## What the exercise asks
The lines below may contain the word "reporter". Please count those that do and give the number alone.

## Stored data
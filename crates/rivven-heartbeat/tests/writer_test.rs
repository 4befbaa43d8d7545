//! Lifecycle and scheduling tests for the heartbeat writer
//!
//! All tests run on paused tokio time against an in-memory database that
//! records every statement it receives.

use async_trait::async_trait;
use chrono::{DateTime, TimeZone, Utc};
use parking_lot::Mutex;
use rivven_heartbeat::prelude::*;
use std::sync::atomic::{AtomicBool, AtomicUsize, Ordering};
use std::sync::Once;

static INIT: Once = Once::new();

/// Initialize test logging (idempotent)
fn init_test_logging() {
    INIT.call_once(|| {
        tracing_subscriber::fmt()
            .with_env_filter(
                tracing_subscriber::EnvFilter::from_default_env()
                    .add_directive("rivven_heartbeat=debug".parse().unwrap()),
            )
            .with_test_writer()
            .try_init()
            .ok();
    });
}

// ==================== Mock database ====================

#[derive(Default)]
struct MockDatabase {
    statements: Mutex<Vec<String>>,
    connects: AtomicUsize,
    closes: AtomicUsize,
    fail_connect: AtomicBool,
    fail_execute: AtomicBool,
    lose_connection: AtomicBool,
    exec_delay: Mutex<Duration>,
    in_flight: AtomicUsize,
    max_in_flight: AtomicUsize,
}

impl MockDatabase {
    fn statements(&self) -> Vec<String> {
        self.statements.lock().clone()
    }

    fn updates(&self) -> usize {
        self.statements
            .lock()
            .iter()
            .filter(|sql| sql.starts_with("UPDATE"))
            .count()
    }

    fn set_delay(&self, delay: Duration) {
        *self.exec_delay.lock() = delay;
    }
}

struct InFlight<'a>(&'a MockDatabase);

impl<'a> InFlight<'a> {
    fn enter(db: &'a MockDatabase) -> Self {
        let now = db.in_flight.fetch_add(1, Ordering::SeqCst) + 1;
        db.max_in_flight.fetch_max(now, Ordering::SeqCst);
        Self(db)
    }
}

impl Drop for InFlight<'_> {
    fn drop(&mut self) {
        self.0.in_flight.fetch_sub(1, Ordering::SeqCst);
    }
}

struct MockConnection {
    db: Arc<MockDatabase>,
}

#[async_trait]
impl Connection for MockConnection {
    async fn execute(&self, sql: &str) -> Result<u64> {
        let _guard = InFlight::enter(&self.db);
        let delay = *self.db.exec_delay.lock();
        if !delay.is_zero() {
            tokio::time::sleep(delay).await;
        }
        self.db.statements.lock().push(sql.to_string());
        if self.db.fail_execute.load(Ordering::SeqCst) {
            return Err(Error::query_with_sql("mock failure", sql));
        }
        if self.db.lose_connection.load(Ordering::SeqCst) {
            return Err(Error::connection("server has gone away"));
        }
        Ok(1)
    }

    async fn is_valid(&self) -> bool {
        true
    }

    async fn close(&self) -> Result<()> {
        self.db.closes.fetch_add(1, Ordering::SeqCst);
        Ok(())
    }
}

struct MockFactory {
    db: Arc<MockDatabase>,
}

#[async_trait]
impl ConnectionFactory for MockFactory {
    async fn connect(&self) -> Result<Box<dyn Connection>> {
        if self.db.fail_connect.load(Ordering::SeqCst) {
            return Err(Error::connection("connection refused"));
        }
        self.db.connects.fetch_add(1, Ordering::SeqCst);
        Ok(Box::new(MockConnection {
            db: self.db.clone(),
        }))
    }
}

struct FixedClock(DateTime<Utc>);

impl Clock for FixedClock {
    fn now(&self) -> DateTime<Utc> {
        self.0
    }
}

const INTERVAL: Duration = Duration::from_secs(1);

fn writer_with(config: HeartbeatConfig) -> (HeartbeatWriter, Arc<MockDatabase>) {
    init_test_logging();
    let db = Arc::new(MockDatabase::default());
    let writer = HeartbeatWriter::new(
        config,
        Arc::new(MockFactory { db: db.clone() }),
        Arc::new(HeartbeatMetrics::new()),
    )
    .unwrap()
    .with_clock(Arc::new(FixedClock(
        Utc.timestamp_nanos(1_700_000_000_000_000_000),
    )));
    (writer, db)
}

fn writer() -> (HeartbeatWriter, Arc<MockDatabase>) {
    writer_with(HeartbeatConfig::new(INTERVAL, 5))
}

async fn advance(ms: u64) {
    tokio::time::sleep(Duration::from_millis(ms)).await;
}

// ==================== Init ====================

#[tokio::test(start_paused = true)]
async fn test_init_primary_creates_table_and_seed_row() {
    let (writer, db) = writer();
    writer.init(&Target::primary("ks1", "-80")).await.unwrap();

    let statements = db.statements();
    assert_eq!(statements.len(), 3);
    assert_eq!(statements[0], "CREATE DATABASE IF NOT EXISTS `_vt`");
    assert!(statements[1].starts_with("CREATE TABLE IF NOT EXISTS `_vt`.`heartbeat`"));
    assert!(statements[2].starts_with("INSERT INTO `_vt`.`heartbeat`"));
    assert!(statements[2].contains("1700000000000000000"));
    assert!(statements[2].contains("'ks1:-80'"));

    // Dedicated connection, closed afterwards
    assert_eq!(db.connects.load(Ordering::SeqCst), 1);
    assert_eq!(db.closes.load(Ordering::SeqCst), 1);

    // The seed row counts as a write
    assert_eq!(writer.metrics().writes(), 1);
    assert_eq!(writer.metrics().write_errors(), 0);
    assert!(!writer.is_open().await);
}

#[tokio::test(start_paused = true)]
async fn test_init_replica_captures_shard_without_io() {
    let (writer, db) = writer();
    let target = Target::new("ks1", "80-", TabletType::Replica);
    writer.init(&target).await.unwrap();

    assert_eq!(db.connects.load(Ordering::SeqCst), 0);
    assert!(db.statements().is_empty());
    assert_eq!(
        writer.keyspace_shard().await,
        Some(KeyspaceShard::new("ks1", "80-"))
    );
}

#[tokio::test(start_paused = true)]
async fn test_init_connect_failure_is_reported() {
    let (writer, db) = writer();
    db.fail_connect.store(true, Ordering::SeqCst);

    let err = writer.init(&Target::primary("ks1", "0")).await.unwrap_err();
    assert_eq!(err.category(), ErrorCategory::Initialization);
    assert!(err.to_string().contains("failed to create connection"));

    assert_eq!(writer.metrics().write_errors(), 1);
    assert_eq!(writer.metrics().writes(), 0);
    assert!(!writer.is_open().await);
}

#[tokio::test(start_paused = true)]
async fn test_init_statement_failure_stops_and_closes_connection() {
    let (writer, db) = writer();
    db.fail_execute.store(true, Ordering::SeqCst);

    let err = writer.init(&Target::primary("ks1", "0")).await.unwrap_err();
    match &err {
        Error::Initialization { source, .. } => {
            assert_eq!(source.category(), ErrorCategory::Query)
        }
        other => panic!("unexpected error: {other:?}"),
    }

    // Stopped at the first statement
    assert_eq!(db.statements().len(), 1);
    assert_eq!(db.closes.load(Ordering::SeqCst), 1);
    assert_eq!(writer.metrics().write_errors(), 1);
}

// ==================== Scheduling ====================

#[tokio::test(start_paused = true)]
async fn test_first_write_after_one_interval() {
    let (writer, db) = writer();
    writer.init(&Target::primary("ks1", "-80")).await.unwrap();
    writer.open().await;
    assert!(writer.is_open().await);

    advance(999).await;
    assert_eq!(db.updates(), 0);

    advance(2).await;
    assert_eq!(db.updates(), 1);

    let update = db.statements().pop().unwrap();
    assert!(update.starts_with("UPDATE `_vt`.`heartbeat` SET"));
    assert!(update.contains("`tabletUid` = 5"));
    assert!(update.ends_with("WHERE `keyspaceShard` = 'ks1:-80'"));

    writer.close().await;
}

#[tokio::test(start_paused = true)]
async fn test_open_twice_schedules_once() {
    let (writer, db) = writer();
    writer.init(&Target::primary("ks1", "0")).await.unwrap();
    writer.open().await;
    writer.open().await;

    advance(3_500).await;
    assert_eq!(db.updates(), 3);
    assert_eq!(db.max_in_flight.load(Ordering::SeqCst), 1);

    writer.close().await;
    // init writes the seed row, then three updates
    assert_eq!(writer.metrics().writes(), 4);
}

#[tokio::test(start_paused = true)]
async fn test_close_never_opened_is_noop() {
    let (writer, db) = writer();
    writer.close().await;
    writer.close().await;

    assert!(!writer.is_open().await);
    assert_eq!(db.connects.load(Ordering::SeqCst), 0);
}

#[tokio::test(start_paused = true)]
async fn test_close_then_open_runs_single_loop() {
    let (writer, db) = writer();
    writer.init(&Target::primary("ks1", "0")).await.unwrap();

    writer.open().await;
    writer.close().await;
    assert!(!writer.is_open().await);
    writer.open().await;

    advance(2_500).await;
    assert_eq!(db.updates(), 2);
    assert_eq!(db.max_in_flight.load(Ordering::SeqCst), 1);
    writer.close().await;
}

#[tokio::test(start_paused = true)]
async fn test_close_stops_writes_and_releases_pool() {
    let (writer, db) = writer();
    writer.init(&Target::primary("ks1", "0")).await.unwrap();
    writer.open().await;

    advance(2_500).await;
    writer.close().await;
    assert!(writer.pool_stats().await.is_none());

    let written = db.updates();
    advance(5_000).await;
    assert_eq!(db.updates(), written);
    assert_eq!(
        db.connects.load(Ordering::SeqCst),
        db.closes.load(Ordering::SeqCst)
    );
}

#[tokio::test(start_paused = true)]
async fn test_close_waits_for_in_flight_write() {
    let (writer, db) = writer();
    writer.init(&Target::primary("ks1", "0")).await.unwrap();
    db.set_delay(Duration::from_millis(500));
    writer.open().await;

    // First write started at 1s and is still executing
    advance(1_200).await;
    writer.close().await;

    assert_eq!(db.updates(), 1);
    assert_eq!(writer.metrics().writes(), 2);
    assert_eq!(db.in_flight.load(Ordering::SeqCst), 0);
}

#[tokio::test(start_paused = true)]
async fn test_disabled_writer_does_no_io() {
    let (writer, db) = writer_with(HeartbeatConfig::new(Duration::ZERO, 5));
    assert!(!writer.is_enabled());

    writer.init(&Target::primary("ks1", "0")).await.unwrap();
    writer.open().await;
    advance(10_000).await;
    writer.close().await;

    assert_eq!(db.connects.load(Ordering::SeqCst), 0);
    assert!(db.statements().is_empty());
    assert_eq!(writer.metrics().snapshot(), HeartbeatMetricsSnapshot::default());
}

// ==================== Error reporting ====================

#[tokio::test(start_paused = true)]
async fn test_failing_writes_are_counted_and_throttled() {
    let (writer, db) = writer();
    writer.init(&Target::primary("ks1", "0")).await.unwrap();
    db.fail_execute.store(true, Ordering::SeqCst);
    writer.open().await;

    advance(10_500).await;
    writer.close().await;

    assert_eq!(writer.metrics().write_errors(), 10);
    // Ten failures inside one 60s window produce a single log line
    assert_eq!(writer.reporter().log().emitted(), 1);
    assert_eq!(writer.reporter().log().suppressed(), 9);
}

#[tokio::test(start_paused = true)]
async fn test_lost_connection_is_discarded_each_tick() {
    let (writer, db) = writer();
    writer.init(&Target::primary("ks1", "0")).await.unwrap();
    db.lose_connection.store(true, Ordering::SeqCst);
    writer.open().await;

    advance(3_500).await;
    // init used one connection; each failing tick opens and discards another
    assert_eq!(db.connects.load(Ordering::SeqCst), 4);
    assert_eq!(db.closes.load(Ordering::SeqCst), 4);
    assert_eq!(writer.metrics().write_errors(), 3);
    assert_eq!(writer.pool_stats().await.unwrap().connections_closed, 3);

    writer.close().await;
}

#[tokio::test(start_paused = true)]
async fn test_slow_write_times_out_and_next_tick_runs() {
    let (writer, db) = writer();
    writer.init(&Target::primary("ks1", "0")).await.unwrap();
    db.set_delay(Duration::from_millis(1_500));
    writer.open().await;

    // Write starts at 1s, deadline at 2s
    advance(2_500).await;
    assert_eq!(writer.metrics().write_errors(), 1);
    assert_eq!(db.updates(), 0);

    // Next tick at 3s completes normally
    db.set_delay(Duration::ZERO);
    advance(1_000).await;
    assert_eq!(db.updates(), 1);
    assert_eq!(writer.metrics().writes(), 2);

    writer.close().await;
}

#[tokio::test(start_paused = true)]
async fn test_open_before_init_reports_each_tick() {
    let (writer, db) = writer();
    writer.open().await;

    advance(3_500).await;
    writer.close().await;

    assert_eq!(db.updates(), 0);
    assert_eq!(writer.metrics().write_errors(), 3);
}

#[tokio::test(start_paused = true)]
async fn test_reopen_picks_up_new_shard() {
    let (writer, db) = writer();
    writer
        .init(&Target::new("ks1", "0", TabletType::Replica))
        .await
        .unwrap();
    writer.init(&Target::primary("ks2", "0")).await.unwrap();
    writer.open().await;

    advance(1_500).await;
    writer.close().await;

    let update = db.statements().pop().unwrap();
    assert!(update.ends_with("'ks2:0'"));
}

#[tokio::test(start_paused = true)]
async fn test_concurrent_lifecycle_calls() {
    let (writer, db) = writer();
    let writer = Arc::new(writer);
    writer.init(&Target::primary("ks1", "0")).await.unwrap();

    let mut handles = Vec::new();
    for i in 0..8 {
        let writer = writer.clone();
        handles.push(tokio::spawn(async move {
            if i % 2 == 0 {
                writer.open().await;
            } else {
                writer.close().await;
            }
        }));
    }
    for handle in handles {
        handle.await.unwrap();
    }

    writer.open().await;
    advance(3_500).await;
    writer.close().await;

    assert_eq!(db.max_in_flight.load(Ordering::SeqCst), 1);
    assert!(!writer.is_open().await);
}
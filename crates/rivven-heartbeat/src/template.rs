//! Bind templates for the heartbeat table
//!
//! Renders the sidecar DDL plus the two heartbeat statements:
//! - seed insert: `INSERT ... ON DUPLICATE KEY UPDATE ts`
//! - periodic update: `UPDATE ... SET ts, tabletUid WHERE keyspaceShard = ?`
//!
//! Row values are bound through sea-query as typed values and rendered with
//! the MySQL query builder, so a malformed keyspace or shard name can never
//! change the shape of the statement. The schema name is an identifier and is
//! validated instead.

use chrono::{DateTime, Utc};
use sea_query::{Alias, Expr, MysqlQueryBuilder, OnConflict, Query, SimpleExpr};

use crate::error::{Error, Result};
use crate::types::KeyspaceShard;

/// Default sidecar schema holding the heartbeat table
pub const DEFAULT_SIDECAR_SCHEMA: &str = "_vt";

/// Name of the heartbeat table inside the sidecar schema
pub const HEARTBEAT_TABLE: &str = "heartbeat";

/// Width of the `keyspaceShard` column
pub const MAX_KEYSPACE_SHARD_LEN: usize = 256;

const COL_KEYSPACE_SHARD: &str = "keyspaceShard";
const COL_TABLET_UID: &str = "tabletUid";
const COL_TS: &str = "ts";

/// Validate a SQL identifier used for the sidecar schema.
///
/// Must be non-empty, at most 64 characters (MySQL limit), start with an
/// ASCII letter or underscore and contain only ASCII alphanumerics and
/// underscores.
pub fn validate_sql_identifier(name: &str) -> Result<()> {
    if name.is_empty() {
        return Err(Error::config("SQL identifier cannot be empty"));
    }

    if name.len() > 64 {
        return Err(Error::config(format!(
            "SQL identifier too long: {} chars (max 64)",
            name.len()
        )));
    }

    let mut chars = name.chars();
    match chars.next() {
        Some(c) if c.is_ascii_alphabetic() || c == '_' => {}
        _ => {
            return Err(Error::config(format!(
                "Invalid SQL identifier '{}': must start with a letter or underscore",
                name
            )));
        }
    }

    if let Some(c) = chars.find(|c| !c.is_ascii_alphanumeric() && *c != '_') {
        return Err(Error::config(format!(
            "Invalid SQL identifier '{}': contains invalid character '{}'",
            name, c
        )));
    }

    Ok(())
}

/// Quote a MySQL identifier with backticks
pub fn quote_identifier(name: &str) -> String {
    format!("`{}`", name.replace('`', "``"))
}

/// One heartbeat row, ready to be bound into a statement
#[derive(Debug, Clone, PartialEq, Eq)]
pub struct HeartbeatRow {
    /// `"<keyspace>:<shard>"`
    pub keyspace_shard: String,
    /// Uid of the tablet that wrote the row
    pub tablet_uid: u32,
    /// Nanoseconds since the Unix epoch
    pub ts: u64,
}

impl HeartbeatRow {
    /// Build a row stamped with `now`.
    ///
    /// Fails when `now` cannot be expressed as unsigned nanoseconds since the
    /// epoch or the shard identifier does not fit the column.
    pub fn new(keyspace_shard: &KeyspaceShard, tablet_uid: u32, now: DateTime<Utc>) -> Result<Self> {
        let ts = now
            .timestamp_nanos_opt()
            .and_then(|nanos| u64::try_from(nanos).ok())
            .ok_or_else(|| Error::template(format!("timestamp {} out of range", now)))?;

        let keyspace_shard = keyspace_shard.to_string();
        if keyspace_shard.len() > MAX_KEYSPACE_SHARD_LEN {
            return Err(Error::template(format!(
                "keyspace shard '{}' exceeds {} bytes",
                keyspace_shard, MAX_KEYSPACE_SHARD_LEN
            )));
        }

        Ok(Self {
            keyspace_shard,
            tablet_uid,
            ts,
        })
    }
}

/// Statement templates bound to one sidecar schema
#[derive(Debug, Clone)]
pub struct HeartbeatTemplate {
    schema: String,
}

impl Default for HeartbeatTemplate {
    fn default() -> Self {
        Self {
            schema: DEFAULT_SIDECAR_SCHEMA.to_string(),
        }
    }
}

impl HeartbeatTemplate {
    /// Create templates for `schema`
    pub fn new(schema: impl Into<String>) -> Result<Self> {
        let schema = schema.into();
        validate_sql_identifier(&schema)?;
        Ok(Self { schema })
    }

    /// Sidecar schema name
    pub fn schema(&self) -> &str {
        &self.schema
    }

    /// `CREATE DATABASE IF NOT EXISTS` for the sidecar schema
    pub fn create_schema_sql(&self) -> String {
        format!(
            "CREATE DATABASE IF NOT EXISTS {}",
            quote_identifier(&self.schema)
        )
    }

    /// `CREATE TABLE IF NOT EXISTS` for the heartbeat table
    pub fn create_table_sql(&self) -> String {
        format!(
            "CREATE TABLE IF NOT EXISTS {}.{} (\n  {} VARBINARY({}) NOT NULL PRIMARY KEY,\n  {} INT UNSIGNED NOT NULL,\n  {} BIGINT UNSIGNED NOT NULL\n) ENGINE=InnoDB",
            quote_identifier(&self.schema),
            quote_identifier(HEARTBEAT_TABLE),
            quote_identifier(COL_KEYSPACE_SHARD),
            MAX_KEYSPACE_SHARD_LEN,
            quote_identifier(COL_TABLET_UID),
            quote_identifier(COL_TS),
        )
    }

    fn table(&self) -> (Alias, Alias) {
        (Alias::new(&self.schema), Alias::new(HEARTBEAT_TABLE))
    }

    /// Render the seed-row upsert.
    ///
    /// Inserts `(ts, tabletUid, keyspaceShard)`; an existing row for the
    /// shard only has its `ts` refreshed.
    pub fn render_insert(&self, row: &HeartbeatRow) -> Result<String> {
        let values = [
            SimpleExpr::Value(row.ts.into()),
            SimpleExpr::Value(row.tablet_uid.into()),
            SimpleExpr::Value(row.keyspace_shard.as_str().into()),
        ];

        let mut stmt = Query::insert();
        stmt.into_table(self.table()).columns([
            Alias::new(COL_TS),
            Alias::new(COL_TABLET_UID),
            Alias::new(COL_KEYSPACE_SHARD),
        ]);
        stmt.values(values)
            .map_err(|e| Error::template(format!("failed to bind heartbeat insert: {}", e)))?;
        stmt.on_conflict(
            OnConflict::new()
                .update_column(Alias::new(COL_TS))
                .to_owned(),
        );

        Ok(stmt.to_string(MysqlQueryBuilder))
    }

    /// Render the periodic heartbeat update for the row's shard
    pub fn render_update(&self, row: &HeartbeatRow) -> Result<String> {
        let mut stmt = Query::update();
        stmt.table(self.table())
            .values([
                (Alias::new(COL_TS), SimpleExpr::Value(row.ts.into())),
                (
                    Alias::new(COL_TABLET_UID),
                    SimpleExpr::Value(row.tablet_uid.into()),
                ),
            ])
            .and_where(
                Expr::col(Alias::new(COL_KEYSPACE_SHARD))
                    .eq(SimpleExpr::Value(row.keyspace_shard.as_str().into())),
            );

        Ok(stmt.to_string(MysqlQueryBuilder))
    }
}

## Written response
2